* [Given data]:
_ _ _ _ _

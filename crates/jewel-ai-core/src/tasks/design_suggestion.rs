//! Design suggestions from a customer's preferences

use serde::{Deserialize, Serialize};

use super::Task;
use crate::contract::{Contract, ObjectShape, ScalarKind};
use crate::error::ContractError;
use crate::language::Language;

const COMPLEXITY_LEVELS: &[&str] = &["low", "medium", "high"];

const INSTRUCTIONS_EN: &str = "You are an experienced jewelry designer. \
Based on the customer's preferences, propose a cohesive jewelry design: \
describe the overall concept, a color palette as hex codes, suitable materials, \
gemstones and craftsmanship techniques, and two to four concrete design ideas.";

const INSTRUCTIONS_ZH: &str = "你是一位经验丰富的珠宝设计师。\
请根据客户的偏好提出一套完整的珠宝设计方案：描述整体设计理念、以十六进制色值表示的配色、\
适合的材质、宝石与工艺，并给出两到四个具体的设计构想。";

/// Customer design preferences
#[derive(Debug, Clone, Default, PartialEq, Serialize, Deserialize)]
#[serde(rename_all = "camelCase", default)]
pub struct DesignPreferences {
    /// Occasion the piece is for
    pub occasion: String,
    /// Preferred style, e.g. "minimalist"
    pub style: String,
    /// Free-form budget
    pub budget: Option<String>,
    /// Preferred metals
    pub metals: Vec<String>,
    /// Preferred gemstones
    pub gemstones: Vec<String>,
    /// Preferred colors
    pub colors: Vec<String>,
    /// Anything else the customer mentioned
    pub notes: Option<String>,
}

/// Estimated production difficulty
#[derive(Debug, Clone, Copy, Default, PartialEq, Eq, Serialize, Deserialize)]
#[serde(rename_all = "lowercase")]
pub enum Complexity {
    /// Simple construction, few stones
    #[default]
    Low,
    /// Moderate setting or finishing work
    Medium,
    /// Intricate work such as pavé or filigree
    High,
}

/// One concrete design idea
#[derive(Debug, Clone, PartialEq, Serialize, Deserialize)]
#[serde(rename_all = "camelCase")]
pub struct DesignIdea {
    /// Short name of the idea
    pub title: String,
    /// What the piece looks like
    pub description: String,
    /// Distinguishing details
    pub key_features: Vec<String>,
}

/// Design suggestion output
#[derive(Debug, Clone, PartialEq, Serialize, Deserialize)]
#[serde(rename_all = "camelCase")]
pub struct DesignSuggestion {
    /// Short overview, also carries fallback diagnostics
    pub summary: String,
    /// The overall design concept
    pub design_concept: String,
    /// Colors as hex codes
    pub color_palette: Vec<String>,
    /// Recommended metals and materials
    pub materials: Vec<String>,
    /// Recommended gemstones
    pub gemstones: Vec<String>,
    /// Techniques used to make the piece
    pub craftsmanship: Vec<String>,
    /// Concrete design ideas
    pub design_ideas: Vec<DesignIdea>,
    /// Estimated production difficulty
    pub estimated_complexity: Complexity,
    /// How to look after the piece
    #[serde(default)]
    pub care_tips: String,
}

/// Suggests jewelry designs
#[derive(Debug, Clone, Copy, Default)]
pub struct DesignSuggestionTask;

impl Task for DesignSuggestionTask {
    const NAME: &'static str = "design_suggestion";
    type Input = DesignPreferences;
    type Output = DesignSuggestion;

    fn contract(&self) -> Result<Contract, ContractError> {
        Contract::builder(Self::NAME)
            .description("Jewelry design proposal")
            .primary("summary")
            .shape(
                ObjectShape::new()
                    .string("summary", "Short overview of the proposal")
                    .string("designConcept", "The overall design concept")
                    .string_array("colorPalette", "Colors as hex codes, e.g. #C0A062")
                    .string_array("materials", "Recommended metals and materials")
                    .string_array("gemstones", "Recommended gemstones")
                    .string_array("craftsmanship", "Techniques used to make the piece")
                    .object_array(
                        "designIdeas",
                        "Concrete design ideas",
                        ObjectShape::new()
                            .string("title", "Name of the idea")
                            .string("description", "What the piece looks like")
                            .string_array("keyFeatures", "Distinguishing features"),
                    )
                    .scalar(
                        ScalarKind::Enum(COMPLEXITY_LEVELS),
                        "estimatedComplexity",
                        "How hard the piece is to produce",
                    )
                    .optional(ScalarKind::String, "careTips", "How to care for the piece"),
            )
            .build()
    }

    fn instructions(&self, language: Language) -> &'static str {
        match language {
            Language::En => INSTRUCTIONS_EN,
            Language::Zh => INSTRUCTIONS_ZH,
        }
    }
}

_ _ _ _ _

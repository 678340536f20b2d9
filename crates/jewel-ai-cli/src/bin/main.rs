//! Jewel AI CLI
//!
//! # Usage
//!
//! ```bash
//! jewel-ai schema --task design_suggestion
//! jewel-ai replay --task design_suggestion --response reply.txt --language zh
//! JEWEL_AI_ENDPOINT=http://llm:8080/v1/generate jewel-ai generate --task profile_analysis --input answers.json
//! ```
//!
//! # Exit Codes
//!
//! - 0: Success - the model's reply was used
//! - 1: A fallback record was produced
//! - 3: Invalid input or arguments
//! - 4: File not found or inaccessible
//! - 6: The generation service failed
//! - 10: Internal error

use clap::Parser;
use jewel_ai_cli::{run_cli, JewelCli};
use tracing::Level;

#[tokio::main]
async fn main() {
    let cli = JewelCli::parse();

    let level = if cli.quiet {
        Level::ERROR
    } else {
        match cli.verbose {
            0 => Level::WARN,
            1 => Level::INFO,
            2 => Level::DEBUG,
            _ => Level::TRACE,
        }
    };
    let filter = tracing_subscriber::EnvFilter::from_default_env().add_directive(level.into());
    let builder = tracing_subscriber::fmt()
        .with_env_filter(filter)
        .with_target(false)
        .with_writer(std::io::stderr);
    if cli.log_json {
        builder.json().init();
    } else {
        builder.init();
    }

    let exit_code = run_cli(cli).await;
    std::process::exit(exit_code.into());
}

_ _ _ _ _

* [Task to complete]: Check every line of the data, and copy the ones that contain "Distinguishing".

* [Task result]:
    /// Distinguishing details
                            .string_array("keyFeatures", "Distinguishing features"),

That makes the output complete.